> [What the exercise asks] Where a line holds the word "ThemeResolver", copy that line from the data below.
#### Material for this task
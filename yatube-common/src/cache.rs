//! Whole-page response cache.
//!
//! Entries live for a fixed window measured on an injected [`Clock`]. Writes to the underlying
//! data never invalidate anything; only [`PageCache::clear`] or expiry does.

use crate::clock::Clock;
use moka::sync::Cache;
use std::{future::Future, sync::Arc};
use time::{Duration, UtcDateTime};
use tracing::debug;

pub const DEFAULT_PAGE_CACHE_TTL: Duration = Duration::seconds(20);

/// Distinct keys held at once. Least valuable entries are evicted past this.
pub const DEFAULT_PAGE_CACHE_CAPACITY: u64 = 1000;

#[derive(Clone, Eq, PartialEq, Debug, Hash)]
struct CachedPage {
    body: String,
    expires_at: UtcDateTime,
}

#[derive(Debug)]
pub struct PageCache {
    prefix: String,
    ttl: Duration,
    clock: Arc<dyn Clock>,
    entries: Cache<String, CachedPage>,
}

impl PageCache {
    #[must_use]
    pub fn new(prefix: impl Into<String>, ttl: Duration, clock: Arc<dyn Clock>) -> Self {
        Self::with_capacity(prefix, ttl, DEFAULT_PAGE_CACHE_CAPACITY, clock)
    }

    /// Expiry follows `clock`; the wall-clock time to live only reclaims memory of entries
    /// nobody asks for again.
    #[must_use]
    pub fn with_capacity(
        prefix: impl Into<String>,
        ttl: Duration,
        capacity: u64,
        clock: Arc<dyn Clock>,
    ) -> Self {
        let entries = Cache::builder()
            .max_capacity(capacity)
            .time_to_live(ttl.unsigned_abs())
            .build();

        Self {
            prefix: prefix.into(),
            ttl,
            clock,
            entries,
        }
    }

    /// `scope` separates renderings that differ per viewer; `path_and_query` separates routes
    /// and pages.
    #[must_use]
    pub fn key(&self, scope: &str, path_and_query: &str) -> String {
        format!("{}:{scope}:{path_and_query}", self.prefix)
    }

    #[must_use]
    pub fn get(&self, key: &str) -> Option<String> {
        let page = self.entries.get(key)?;

        if page.expires_at > self.clock.now() {
            Some(page.body)
        } else {
            self.entries.invalidate(key);
            None
        }
    }

    pub fn insert(&self, key: String, body: String) {
        let page = CachedPage {
            body,
            expires_at: self.clock.now() + self.ttl,
        };
        self.entries.insert(key, page);
    }

    /// Returns the cached body for `key`, rendering and storing it on a miss.
    ///
    /// Failed renders are not cached.
    pub async fn get_or_render<F, Fut, E>(&self, key: String, render: F) -> Result<String, E>
    where
        F: FnOnce() -> Fut,
        Fut: Future<Output = Result<String, E>>,
    {
        if let Some(body) = self.get(&key) {
            debug!(key = %key, "page cache hit");
            return Ok(body);
        }

        debug!(key = %key, "page cache miss, rendering");
        let body = render().await?;
        self.insert(key, body.clone());

        Ok(body)
    }

    pub fn clear(&self) {
        self.entries.invalidate_all();
    }

    #[cfg(test)]
    fn len(&self) -> u64 {
        self.entries.run_pending_tasks();
        self.entries.entry_count()
    }
}
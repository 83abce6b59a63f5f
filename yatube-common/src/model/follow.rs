use crate::model::{Id, user::UserMarker};

/// `user` wants posts by `author` in their feed.
#[derive(Copy, Clone, Eq, PartialEq, Ord, PartialOrd, Debug, Hash)]
pub struct Follow {
    pub user: Id<UserMarker>,
    pub author: Id<UserMarker>,
}

impl Follow {
    #[must_use]
    pub fn new(user: Id<UserMarker>, author: Id<UserMarker>) -> Self {
        Self { user, author }
    }

    #[must_use]
    pub fn is_self_follow(self) -> bool {
        self.user == self.author
    }
}
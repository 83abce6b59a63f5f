//! Fixed-size, 1-indexed pages over an ordered result set.
//!
//! Requests for pages that do not exist never fail: they resolve to the nearest page that does.

pub const POSTS_PER_PAGE: u64 = 10;

/// The page a client asked for, as given in the `page` query parameter.
#[derive(Copy, Clone, Eq, PartialEq, Debug, Default, Hash)]
pub enum PageRequest {
    #[default]
    First,
    Last,
    Number(i64),
}

impl PageRequest {
    /// Anything that is neither a number nor `last` asks for the first page. Numbers too large
    /// to represent ask for the last one.
    #[must_use]
    pub fn parse(raw: Option<&str>) -> Self {
        match raw.map(str::trim) {
            Some("last") => Self::Last,
            Some(number) => match number.parse() {
                Ok(number) => Self::Number(number),
                Err(_) if is_unsigned_integer(number) => Self::Last,
                Err(_) => Self::First,
            },
            None => Self::First,
        }
    }
}

fn is_unsigned_integer(raw: &str) -> bool {
    let digits = raw.strip_prefix('+').unwrap_or(raw);
    !digits.is_empty() && digits.bytes().all(|byte| byte.is_ascii_digit())
}

#[derive(Copy, Clone, Eq, PartialEq, Debug, Hash)]
pub struct Paginator {
    total: u64,
    per_page: u64,
}

/// Where a resolved page sits in the full result set.
#[derive(Copy, Clone, Eq, PartialEq, Debug, Hash)]
pub struct PageWindow {
    pub number: u64,
    pub offset: u64,
    pub limit: u64,
}

#[derive(Clone, Eq, PartialEq, Debug, Hash)]
pub struct Page<T> {
    pub items: Vec<T>,
    pub number: u64,
    pub num_pages: u64,
    pub total: u64,
}

impl Paginator {
    #[must_use]
    pub fn new(total: u64, per_page: u64) -> Self {
        Self {
            total,
            per_page: per_page.max(1),
        }
    }

    /// An empty result set still has one (empty) page.
    #[must_use]
    pub fn num_pages(self) -> u64 {
        self.total.div_ceil(self.per_page).max(1)
    }

    #[must_use]
    pub fn locate(self, request: PageRequest) -> PageWindow {
        let num_pages = self.num_pages();
        let number = match request {
            PageRequest::First => 1,
            PageRequest::Last => num_pages,
            PageRequest::Number(number) => {
                u64::try_from(number).map_or(1, |number| number.clamp(1, num_pages))
            }
        };

        PageWindow {
            number,
            offset: (number - 1) * self.per_page,
            limit: self.per_page,
        }
    }

    #[must_use]
    pub fn page<T>(self, window: PageWindow, items: Vec<T>) -> Page<T> {
        Page {
            items,
            number: window.number,
            num_pages: self.num_pages(),
            total: self.total,
        }
    }
}

impl<T> Page<T> {
    #[must_use]
    pub fn has_previous(&self) -> bool {
        self.number > 1
    }

    #[must_use]
    pub fn has_next(&self) -> bool {
        self.number < self.num_pages
    }

    #[must_use]
    pub fn map<U>(self, f: impl FnMut(T) -> U) -> Page<U> {
        Page {
            items: self.items.into_iter().map(f).collect(),
            number: self.number,
            num_pages: self.num_pages,
            total: self.total,
        }
    }
}
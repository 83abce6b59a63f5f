use serde::Deserialize;
use server::{ServerState, media::MediaStore};
use std::{
    net::{IpAddr, SocketAddr},
    path::PathBuf,
    sync::Arc,
};
use thiserror::Error;
use time::Duration;
use tokio_util::sync::CancellationToken;
use tracing::{debug, error, info};
use tracing_subscriber::{layer::SubscriberExt, util::SubscriberInitExt};
use yatube_common::{
    cache::PageCache,
    clock::{Clock, SystemClock},
};
use yatube_db::client::{DbClient, DbError};

mod server;

#[derive(Debug, Error)]
enum InitError {
    #[error("Error parsing .env file: {0}")]
    Dotenv(#[from] dotenvy::Error),
    #[error("Error parsing environment: {0}")]
    Envy(#[from] envy::Error),
    #[error("Error setting up database: {0}")]
    Database(#[from] DbError),
    #[error("Error binding tcp listener: {0}")]
    TcpBind(std::io::Error),
    #[error("Error serving server: {0}")]
    TcpServe(std::io::Error),
}

#[derive(Clone, Eq, PartialEq, Debug, Hash, Deserialize)]
struct Env {
    server_address: IpAddr,
    server_port: u16,
    #[serde(default = "default_database_url")]
    database_url: String,
    #[serde(default = "default_media_root")]
    media_root: PathBuf,
    #[serde(default = "default_page_cache_prefix")]
    page_cache_prefix: String,
    #[serde(default = "default_page_cache_seconds")]
    page_cache_seconds: u32,
    #[serde(default = "default_session_days")]
    session_days: u16,
    #[serde(default)]
    secure_cookies: bool,
}

fn default_database_url() -> String {
    "sqlite://yatube.db?mode=rwc".to_owned()
}

fn default_media_root() -> PathBuf {
    PathBuf::from("media")
}

fn default_page_cache_prefix() -> String {
    "index_page".to_owned()
}

fn default_page_cache_seconds() -> u32 {
    20
}

fn default_session_days() -> u16 {
    14
}

fn install_tracing() {
    tracing_subscriber::registry()
        .with(
            tracing_subscriber::EnvFilter::try_from_default_env().unwrap_or_else(|_| {
                "yatube_api=debug,yatube_db=debug,yatube_common=debug,\
                tower_http=debug,axum::rejection=trace,sqlx=warn"
                    .into()
            }),
        )
        .with(tracing_subscriber::fmt::layer())
        .init();
}

fn get_env() -> Result<Env, InitError> {
    if let Err(e) = dotenvy::dotenv() {
        if e.not_found() {
            debug!("No .dotenv file found");
        } else {
            return Err(e.into());
        }
    }

    envy::from_env().map_err(InitError::from)
}

fn spawn_shutdown_listener() -> CancellationToken {
    let shutdown = CancellationToken::new();
    let trigger = shutdown.clone();

    tokio::spawn(async move {
        match tokio::signal::ctrl_c().await {
            Ok(()) => info!("Received shutdown signal"),
            Err(err) => error!(%err, "Listening for shutdown signal failed"),
        }
        trigger.cancel();
    });

    shutdown
}

#[tokio::main]
async fn main() -> Result<(), InitError> {
    install_tracing();
    let env = get_env()?;

    let clock: Arc<dyn Clock> = Arc::new(SystemClock);
    let db_client = DbClient::connect(&env.database_url, clock.clone()).await?;
    db_client.migrate().await?;
    let db_client = Arc::new(db_client);

    let state = ServerState {
        db_client: db_client.clone(),
        page_cache: Arc::new(PageCache::new(
            env.page_cache_prefix,
            Duration::seconds(env.page_cache_seconds.into()),
            clock,
        )),
        media: Arc::new(MediaStore::new(env.media_root)),
        sessions: Arc::new(server::SessionSettings {
            lifetime: Duration::days(env.session_days.into()),
            secure_cookies: env.secure_cookies,
        }),
    };
    let app = server::app(state);

    let server_address = SocketAddr::new(env.server_address, env.server_port);
    let listener = tokio::net::TcpListener::bind(server_address)
        .await
        .map_err(InitError::TcpBind)?;
    info!(%server_address, "Listening");

    let shutdown = spawn_shutdown_listener();
    axum::serve(listener, app)
        .with_graceful_shutdown(shutdown.cancelled_owned())
        .await
        .map_err(InitError::TcpServe)?;

    db_client.close().await;
    Ok(())
}
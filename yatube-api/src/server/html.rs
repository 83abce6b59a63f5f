use crate::server::ServerError;
use askama::Template;
use axum::{
    Form as AxumForm,
    extract::{FromRequest, FromRequestParts, Query as AxumQuery},
    http::{StatusCode, header},
    response::{IntoResponse, Response},
};
use axum_extra::TypedHeader;
use headers::ContentType;

/// A rendered page.
#[derive(Debug, Clone, Copy, Default)]
pub struct Html<T>(pub T);

impl<T: Template> IntoResponse for Html<T> {
    fn into_response(self) -> Response {
        match self.0.render() {
            Ok(body) => html_response(body),
            Err(err) => ServerError::Template(err).into_response(),
        }
    }
}

pub fn html_response(body: String) -> Response {
    (TypedHeader(ContentType::html()), body).into_response()
}

/// `302 Found` to a local path.
#[derive(Clone, Eq, PartialEq, Debug, Hash)]
pub struct Found(pub String);

impl IntoResponse for Found {
    fn into_response(self) -> Response {
        (StatusCode::FOUND, [(header::LOCATION, self.0)]).into_response()
    }
}

#[derive(FromRequest, Debug, Clone, Copy, Default)]
#[from_request(via(AxumForm), rejection(ServerError))]
pub struct Form<T>(pub T);

#[derive(FromRequestParts, Debug, Clone, Copy, Default)]
#[from_request(via(AxumQuery), rejection(ServerError))]
pub struct Query<T>(pub T);
use anyhow::Result;
use eframe::egui;
use tracing::info;

use crate::layout::{ProgressLayout, Segment};
use crate::pipeline::ProgressView;

pub mod painter;

use self::painter::PainterSurface;

const APP_TITLE: &str = "milestone progress";
const SUMMARY_PANEL_HEIGHT: f32 = 160.0;

/// Opens a native window showing an already-built progress view.
pub fn run_studio(view: ProgressView) -> Result<()> {
    info!(
        milestone = %view.milestone,
        theme = %view.theme.name,
        tags = view.tags.len(),
        "opening progress window"
    );

    let inner_size = egui::vec2(
        view.layout.width as f32,
        view.layout.height as f32 + SUMMARY_PANEL_HEIGHT,
    );
    let options = eframe::NativeOptions {
        viewport: egui::ViewportBuilder::default().with_inner_size(inner_size),
        ..Default::default()
    };

    eframe::run_native(
        APP_TITLE,
        options,
        Box::new(move |_cc| Ok(Box::new(ProgressApp::new(view)))),
    )
    .map_err(|error| anyhow::anyhow!("progress window exited with error: {error}"))
}

struct ProgressApp {
    view: ProgressView,
    show_summary: bool,
}

impl ProgressApp {
    fn new(view: ProgressView) -> Self {
        Self {
            view,
            show_summary: true,
        }
    }

    fn render_canvas(&self, ui: &mut egui::Ui) {
        let layout = &self.view.layout;
        let (response, painter) = ui.allocate_painter(
            egui::vec2(layout.width as f32, layout.height as f32),
            egui::Sense::hover(),
        );
        let origin = response.rect.min;
        let mut surface = PainterSurface::new(&painter, origin);
        self.view.render(&mut surface);

        let hovered = response.hover_pos().and_then(|pos| {
            segment_at(
                layout,
                f64::from(pos.x - origin.x),
                f64::from(pos.y - origin.y),
            )
        });
        if let Some(tooltip) = hovered.and_then(|segment| segment.tooltip.as_deref()) {
            response.on_hover_text(tooltip);
        }
    }
}

impl eframe::App for ProgressApp {
    fn update(&mut self, ctx: &egui::Context, _frame: &mut eframe::Frame) {
        let background = self.view.theme.background;
        let fill = egui::Color32::from_rgb(background.r, background.g, background.b);

        egui::TopBottomPanel::bottom("progress_summary")
            .resizable(true)
            .default_height(SUMMARY_PANEL_HEIGHT)
            .show(ctx, |ui| {
                ui.checkbox(&mut self.show_summary, "Show summary");
                if self.show_summary {
                    egui::ScrollArea::vertical().show(ui, |ui| {
                        ui.label(egui::RichText::new(self.view.summary()).monospace());
                    });
                }
            });

        egui::CentralPanel::default()
            .frame(egui::Frame::default().fill(fill))
            .show(ctx, |ui| {
                egui::ScrollArea::both().show(ui, |ui| self.render_canvas(ui));
            });
    }
}

/// Topmost segment under a canvas-relative point; later segments paint over earlier ones.
fn segment_at(layout: &ProgressLayout, x: f64, y: f64) -> Option<&Segment> {
    layout.segments.iter().rev().find(|segment| {
        x >= segment.x
            && x < segment.x + segment.width
            && y >= segment.y
            && y < segment.y + segment.height
    })
}
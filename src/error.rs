/// Failures produced by the aggregation, theming and layout steps.
///
/// None of these are fatal; callers decide whether to show a message, fall back
/// to an aggregate-only view, or give up.
#[derive(Debug, Clone, PartialEq, Eq, thiserror::Error)]
pub enum ProgressError {
    #[error("milestone has no issues to visualize")]
    EmptyDataset,

    #[error("unknown theme `{theme_id}`")]
    UnknownTheme { theme_id: String },

    #[error("theme `{theme_id}` has an empty palette")]
    InvalidTheme { theme_id: String },

    #[error("milestone has issues but none of them carry labels")]
    NoTaggedIssues,
}
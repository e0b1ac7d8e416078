use std::io::Write;
use std::path::PathBuf;

use anyhow::{Context, Result, bail};
use clap::{Args, Parser, Subcommand, ValueEnum};
use tracing::info;
use tracing_appender::non_blocking::WorkerGuard;
use tracing_subscriber::EnvFilter;
use tracing_subscriber::prelude::*;

use milestone_progress::aggregate::OverallStat;
use milestone_progress::config::ProgressSettings;
use milestone_progress::github::GitHubClient;
use milestone_progress::issues::{Issue, load_issue_snapshot};
use milestone_progress::layout::LayoutOptions;
use milestone_progress::pipeline::{
    EMPTY_MILESTONE_MESSAGE, ProgressRequest, ProgressView, build_progress_view,
};
use milestone_progress::server::run_http_server;
use milestone_progress::studio::run_studio;
use milestone_progress::theme::ThemeResolver;

const LOG_FILE_NAME: &str = "milestone_progress.log";

#[derive(Debug, Parser)]
#[command(
    name = "milestone_progress",
    about = "Segmented milestone progress bars from GitHub issues"
)]
struct Cli {
    #[command(subcommand)]
    command: Commands,
}

#[derive(Debug, Subcommand)]
enum Commands {
    /// Render a milestone's progress to stdout.
    Render {
        #[command(flatten)]
        source: SourceArgs,
        #[command(flatten)]
        view: ViewArgs,
        #[arg(long, value_enum, default_value_t = OutputFormat::Svg)]
        format: OutputFormat,
    },
    /// Serve `/progress?user=&repo=&milestone=&theme=` as SVG over HTTP.
    Serve {
        #[arg(long, default_value = "127.0.0.1:8080")]
        bind: String,
    },
    /// Open a native window with the progress bars.
    Studio {
        #[command(flatten)]
        source: SourceArgs,
        #[command(flatten)]
        view: ViewArgs,
    },
}

#[derive(Debug, Args)]
struct SourceArgs {
    /// Repository owner on GitHub.
    #[arg(long)]
    user: Option<String>,
    #[arg(long)]
    repo: Option<String>,
    /// Milestone title; overrides the title stored in an issues file.
    #[arg(long)]
    milestone: Option<String>,
    /// YAML or JSON issue snapshot to read instead of GitHub.
    #[arg(long, value_name = "PATH", conflicts_with_all = ["user", "repo"])]
    issues_file: Option<PathBuf>,
}

#[derive(Debug, Args)]
struct ViewArgs {
    /// Theme id such as `github-dark` or `nord-light`.
    #[arg(long)]
    theme: Option<String>,
    /// Fail instead of drawing a single aggregate bar when no issue has labels.
    #[arg(long)]
    require_tags: bool,
}

#[derive(Debug, Clone, Copy, PartialEq, Eq, ValueEnum)]
enum OutputFormat {
    Svg,
    Json,
    Text,
}

#[tokio::main]
async fn main() -> Result<()> {
    let _log_guard = init_tracing()?;

    let cli = Cli::parse();
    let settings = ProgressSettings::from_env().context("failed to load configuration")?;

    match cli.command {
        Commands::Render {
            source,
            view,
            format,
        } => {
            let view = load_view(&settings, &source, &view).await?;
            let output = match format {
                OutputFormat::Svg => view.to_svg(),
                OutputFormat::Json => {
                    let mut json = serde_json::to_string_pretty(&view)
                        .context("failed to serialize progress view")?;
                    json.push('\n');
                    json
                }
                OutputFormat::Text => view.summary(),
            };
            std::io::stdout()
                .lock()
                .write_all(output.as_bytes())
                .context("failed to write output")?;
        }
        Commands::Serve { bind } => run_http_server(&settings, &bind).await?,
        Commands::Studio { source, view } => {
            let view = load_view(&settings, &source, &view).await?;
            run_studio(view)?;
        }
    }

    Ok(())
}

async fn load_view(
    settings: &ProgressSettings,
    source: &SourceArgs,
    view: &ViewArgs,
) -> Result<ProgressView> {
    let LoadedMilestone {
        milestone,
        issues,
        reported_overall,
    } = load_issues(settings, source).await?;
    let theme_id = view
        .theme
        .as_deref()
        .unwrap_or(settings.default_theme.as_str());
    let request = ProgressRequest {
        milestone: &milestone,
        issues: &issues,
        theme_id,
        fallback_theme_id: &settings.default_theme,
        reported_overall,
        geometry: settings.geometry,
        options: LayoutOptions {
            empty_message: Some(EMPTY_MILESTONE_MESSAGE.to_owned()),
            require_tags: view.require_tags,
        },
    };

    build_progress_view(&ThemeResolver::builtin(), &request)
        .with_context(|| format!("failed to build progress view for milestone `{milestone}`"))
}

struct LoadedMilestone {
    milestone: String,
    issues: Vec<Issue>,
    reported_overall: Option<OverallStat>,
}

async fn load_issues(settings: &ProgressSettings, source: &SourceArgs) -> Result<LoadedMilestone> {
    if let Some(path) = &source.issues_file {
        let snapshot = load_issue_snapshot(path)?;
        let milestone = source.milestone.clone().unwrap_or(snapshot.milestone);
        info!(
            path = %path.display(),
            milestone = %milestone,
            issues = snapshot.issues.len(),
            "loaded issue snapshot"
        );
        return Ok(LoadedMilestone {
            milestone,
            issues: snapshot.issues,
            reported_overall: None,
        });
    }

    let (Some(user), Some(repo), Some(milestone)) = (
        source.user.as_deref(),
        source.repo.as_deref(),
        source.milestone.as_deref(),
    ) else {
        bail!("--user, --repo and --milestone are required unless --issues-file is given");
    };

    let client = GitHubClient::new(settings).context("failed to build GitHub client")?;
    let fetched = client
        .fetch_milestone_issues(user, repo, milestone)
        .await
        .with_context(|| format!("failed to load milestone `{milestone}` from {user}/{repo}"))?;
    let reported_overall = fetched.reported_overall();
    Ok(LoadedMilestone {
        milestone: fetched.milestone.title,
        issues: fetched.issues,
        reported_overall,
    })
}

fn init_tracing() -> Result<Option<WorkerGuard>> {
    let env_filter = EnvFilter::try_from_default_env()
        .unwrap_or_else(|_| EnvFilter::new("info,milestone_progress=debug"));
    // stdout carries rendered output, so console logs go to stderr.
    let console_layer = tracing_subscriber::fmt::layer()
        .with_target(false)
        .with_writer(std::io::stderr)
        .compact()
        .with_filter(env_filter);

    let (file_layer, guard) = match std::env::var_os("PROGRESS_LOG_DIR") {
        Some(log_dir) => {
            let file_level =
                std::env::var("PROGRESS_FILE_LOG").unwrap_or_else(|_| "info".to_owned());
            let appender = tracing_appender::rolling::daily(PathBuf::from(log_dir), LOG_FILE_NAME);
            let (writer, guard) = tracing_appender::non_blocking(appender);
            let layer = tracing_subscriber::fmt::layer()
                .with_ansi(false)
                .with_writer(writer)
                .with_filter(EnvFilter::new(file_level));
            (Some(layer), Some(guard))
        }
        None => (None, None),
    };

    tracing_subscriber::registry()
        .with(console_layer)
        .with(file_layer)
        .try_init()
        .map_err(|error| anyhow::anyhow!("failed to initialize tracing subscriber: {error}"))?;

    Ok(guard)
}
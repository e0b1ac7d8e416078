use std::fs;
use std::path::Path;

use anyhow::{Context, Result, ensure};
use serde::{Deserialize, Serialize};

#[derive(Debug, Clone, Copy, PartialEq, Eq, Hash, Serialize, Deserialize)]
#[serde(rename_all = "lowercase")]
pub enum IssueState {
    #[serde(alias = "OPEN", alias = "Open")]
    Open,
    #[serde(alias = "CLOSED", alias = "Closed")]
    Closed,
}

impl IssueState {
    pub fn as_str(self) -> &'static str {
        match self {
            Self::Open => "open",
            Self::Closed => "closed",
        }
    }

    pub fn is_closed(self) -> bool {
        self == Self::Closed
    }
}

#[derive(Debug, Clone, PartialEq, Eq, Hash, Serialize, Deserialize)]
#[serde(from = "LabelRepr")]
pub struct Label {
    pub name: String,
}

impl Label {
    pub fn new(name: impl Into<String>) -> Self {
        Self { name: name.into() }
    }
}

/// Snapshot files may list labels either as bare names or as `{ name: ... }` objects.
#[derive(Deserialize)]
#[serde(untagged)]
enum LabelRepr {
    Name(String),
    Object { name: String },
}

impl From<LabelRepr> for Label {
    fn from(repr: LabelRepr) -> Self {
        match repr {
            LabelRepr::Name(name) | LabelRepr::Object { name } => Self { name },
        }
    }
}

#[derive(Debug, Clone, PartialEq, Eq, Serialize, Deserialize)]
pub struct Issue {
    pub id: u64,
    pub state: IssueState,
    #[serde(default)]
    pub labels: Vec<Label>,
}

#[derive(Debug, Clone, PartialEq, Eq, Serialize, Deserialize)]
#[serde(deny_unknown_fields)]
pub struct IssueSnapshot {
    pub milestone: String,
    #[serde(default)]
    pub issues: Vec<Issue>,
}

/// Loads an offline issue list. YAML is a superset of JSON, so both formats parse here.
pub fn load_issue_snapshot(path: &Path) -> Result<IssueSnapshot> {
    let raw = fs::read_to_string(path)
        .with_context(|| format!("failed to read issue snapshot `{}`", path.display()))?;
    let snapshot = parse_issue_snapshot(&raw)
        .with_context(|| format!("failed to parse issue snapshot `{}`", path.display()))?;
    Ok(snapshot)
}

pub fn parse_issue_snapshot(raw: &str) -> Result<IssueSnapshot> {
    let mut snapshot = serde_yaml::from_str::<IssueSnapshot>(raw)?;
    snapshot.milestone = snapshot.milestone.trim().to_owned();
    ensure!(
        !snapshot.milestone.is_empty(),
        "snapshot milestone title cannot be empty"
    );
    for issue in &mut snapshot.issues {
        for label in &mut issue.labels {
            label.name = label.name.trim().to_owned();
        }
        issue.labels.retain(|label| !label.name.is_empty());
    }
    Ok(snapshot)
}

#[cfg(test)]
mod tests {
    use super::*;

    #[test]
    fn parses_yaml_snapshot_with_mixed_label_forms() {
        let raw = r#"
milestone: " v1.0 "
issues:
  - id: 1
    state: closed
    labels: [bug]
  - id: 2
    state: OPEN
    labels:
      - name: bug
      - docs
  - id: 3
    state: closed
"#;

        let snapshot = parse_issue_snapshot(raw).expect("snapshot should parse");

        assert_eq!(snapshot.milestone, "v1.0");
        assert_eq!(snapshot.issues.len(), 3);
        assert_eq!(snapshot.issues[1].state, IssueState::Open);
        assert_eq!(
            snapshot.issues[1].labels,
            vec![Label::new("bug"), Label::new("docs")]
        );
        assert!(snapshot.issues[2].labels.is_empty());
    }

    #[test]
    fn parses_json_snapshot() {
        let raw = r#"{
            "milestone": "beta",
            "issues": [{"id": 7, "state": "closed", "labels": [{"name": "ui"}]}]
        }"#;

        let snapshot = parse_issue_snapshot(raw).expect("json snapshot should parse");

        assert_eq!(snapshot.milestone, "beta");
        assert_eq!(snapshot.issues[0].id, 7);
        assert!(snapshot.issues[0].state.is_closed());
        assert_eq!(snapshot.issues[0].labels, vec![Label::new("ui")]);
    }

    #[test]
    fn drops_blank_label_names() {
        let raw = "milestone: m\nissues:\n  - id: 1\n    state: open\n    labels: [' ', ' bug ']\n";

        let snapshot = parse_issue_snapshot(raw).expect("snapshot should parse");

        assert_eq!(snapshot.issues[0].labels, vec![Label::new("bug")]);
    }

    #[test]
    fn rejects_blank_milestone_and_unknown_fields() {
        assert!(parse_issue_snapshot("milestone: '  '\n").is_err());
        assert!(parse_issue_snapshot("milestone: m\nextra: 1\n").is_err());
    }

    #[test]
    fn rejects_unknown_issue_state() {
        let raw = "milestone: m\nissues:\n  - id: 1\n    state: merged\n";
        assert!(parse_issue_snapshot(raw).is_err());
    }
}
########
> [Response below]
use milestone_progress::theme::ThemeResolver;
    build_progress_view(&ThemeResolver::builtin(), &request)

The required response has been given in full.